Parks had a one week attitude adjustment period in the spring with strength and conditioning coach Rob Glass and then he took off finishing the spring on a solid performance with three receptions for 81 yards, including a 64-yard touchdown in the spring game. Price and Broadway also showed improvement and there is room for more with incoming freshmen or veterans like Tommy Devereaux, Tevin Williams and Seth Newton who continue to improve.

Running Back & Run Game Production – Unanswered
Maybe this is a partial answer, but the judges won't accept that. They never do on game shows. Hamilton is what he is and you need that steady guy that grinds it out. Not only that, the head coach loves him. He finished the spring with solid numbers, including 77 yards on 16 carries in the spring game. He works hard and is a good example to teammates.

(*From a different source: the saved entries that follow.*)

//! Subcommand handlers for the `vmpull` binary.

mod branches;
mod config;
mod roles;
mod run;

pub use branches::handle_branches;
pub use config::handle_config;
pub use roles::handle_roles;
pub use run::handle_run;
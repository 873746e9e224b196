//! Terminal output styling.
//!
//! Uses the anstyle ecosystem:
//! - anstream for auto-detecting color support
//! - anstyle for composable styling
//!
//! All user-facing messages go through `println!`/`eprintln!` from this
//! module so NO_COLOR and non-terminal output are handled uniformly.
//! Interactive prompts use stderr so they appear even when stdout is
//! redirected.

use anstyle::{AnsiColor, Color, Style};

/// Auto-detecting println that respects NO_COLOR and terminal capabilities
pub use anstream::println;

/// Auto-detecting eprintln that respects NO_COLOR and terminal capabilities
pub use anstream::eprintln;

/// Auto-detecting eprint that respects NO_COLOR and terminal capabilities
pub use anstream::eprint;

/// Error style (red) - use as `{ERROR}text{ERROR:#}`
pub const ERROR: Style = Style::new().fg_color(Some(Color::Ansi(AnsiColor::Red)));

/// Warning style (yellow) - use as `{WARNING}text{WARNING:#}`
pub const WARNING: Style = Style::new().fg_color(Some(Color::Ansi(AnsiColor::Yellow)));

/// Success style (green) - use as `{SUCCESS}text{SUCCESS:#}`
pub const SUCCESS: Style = Style::new().fg_color(Some(Color::Ansi(AnsiColor::Green)));

/// Hint style (dimmed) - use as `{HINT}text{HINT:#}`
pub const HINT: Style = Style::new().dimmed();

/// Emphasis style (bold) for branch names and URLs inside messages
pub const EMPHASIS: Style = Style::new().bold();

/// Format an error message with the standard `✗` prefix.
pub fn error_message(text: impl AsRef<str>) -> String {
    format!("{ERROR}✗ {}{ERROR:#}", text.as_ref())
}

/// Format a warning message with the standard `⚠` prefix.
pub fn warning_message(text: impl AsRef<str>) -> String {
    format!("{WARNING}⚠ {}{WARNING:#}", text.as_ref())
}

/// Format a success message with the standard `✓` prefix.
pub fn success_message(text: impl AsRef<str>) -> String {
    format!("{SUCCESS}✓ {}{SUCCESS:#}", text.as_ref())
}

/// Format a hint line with the standard `↳` prefix.
pub fn hint_message(text: impl AsRef<str>) -> String {
    format!("{HINT}↳ {}{HINT:#}", text.as_ref())
}

#[cfg(test)]
mod tests {
    use super::*;

    #[test]
    fn message_helpers_include_prefix_and_text() {
        assert!(error_message("boom").contains("✗ boom"));
        assert!(warning_message("careful").contains("⚠ careful"));
        assert!(success_message("done").contains("✓ done"));
        assert!(hint_message("try this").contains("↳ try this"));
    }
}
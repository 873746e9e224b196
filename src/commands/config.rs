//! The `config` subcommand: show, set, and reset persisted settings.

use std::io::ErrorKind;

use anyhow::{Context, Result, bail};

use vmpull::settings::{self, Settings};
use vmpull::styling;

use crate::cli::ConfigAction;

pub fn handle_config(action: &ConfigAction) -> Result<()> {
    let path = settings::settings_path()?;

    match action {
        ConfigAction::Show => {
            let settings = Settings::load_from(&path);
            let json =
                serde_json::to_string_pretty(&settings).context("Failed to render settings")?;
            styling::println!("{json}");
            styling::println!(
                "{}",
                styling::hint_message(format!("stored at {}", path.display()))
            );
        }
        ConfigAction::Set { key, value } => {
            let mut settings = Settings::load_from(&path);
            match key.as_str() {
                "branch" => settings.git_branch = value.clone(),
                "url" => settings.git_url = value.clone(),
                "allow-experimental" => settings.allow_experimental = parse_bool(value)?,
                "ignore-unstable-warning" => {
                    settings.ignore_unstable_warning = parse_bool(value)?;
                }
                other => bail!(
                    "unknown setting '{other}' (valid: branch, url, allow-experimental, \
                     ignore-unstable-warning)"
                ),
            }
            settings.save_to(&path)?;
            styling::println!("{}", styling::success_message(format!("{key} updated")));
        }
        ConfigAction::Reset => match std::fs::remove_file(&path) {
            Ok(()) => {
                styling::println!("{}", styling::success_message("Settings reset to defaults"));
            }
            Err(err) if err.kind() == ErrorKind::NotFound => {
                styling::println!("{}", styling::success_message("Settings already at defaults"));
            }
            Err(err) => {
                return Err(err)
                    .with_context(|| format!("Failed to remove {}", path.display()));
            }
        },
    }

    Ok(())
}

fn parse_bool(value: &str) -> Result<bool> {
    value
        .parse()
        .with_context(|| format!("expected true or false, got '{value}'"))
}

"The reason I'm a big fan of Mike is because Mike gives great effort," said Gundy. "He plays hard and he's durable. He never says a word, he just plays the game. I think Mike maximizes his potential. He plays hard and he doesn't leave anything, and that is what we look for from our team. He's had a great spring and didn't put the ball on the ground once."

Julius Crosslin is another known commodity. The short-yardage bulldozer is also capable of taking over a game like he did against Texas Tech last season. Again, he's not a home run threat. Calvin Roberts had a good spring, but will need to do more in August to join the mix and the performances of walk-ons Chris Offor and DeAaron Martin did catch the coach's eyes. Dantrell Savage, the speedster and home run threat from Mississippi Gulf Coast Community College, is man of the hour in August with the hope he brings the home run threat to the offense.

Fullback is a part-time position in the offense and John Johnson and converted linebacker Jeremiah Butler have shown they can handle the job.

Offensive Line Stability – Unanswered
The three veterans are in place with Corey Hilliard and David Koenig holding down the tackles and sophomore David Washington at center. The biggest concern here is Koenig holding down his weight, but his athleticism makes him a better pass protector in trying to ward off those big, fleet pass rushing defensive ends.

At guard they ended up in the spring game with senior Kurt Seifried at right guard and sophomore Steven Denning at the other. Expect the competition to heat up again in preseason camp as redshirt freshmen Andrew Lawrence and Noah Franklin, along with true freshman and spring participant Jacob Secrest hoping to get involved. The offensive line youth and talent bodes well for the future, but leaves the present a little dicey.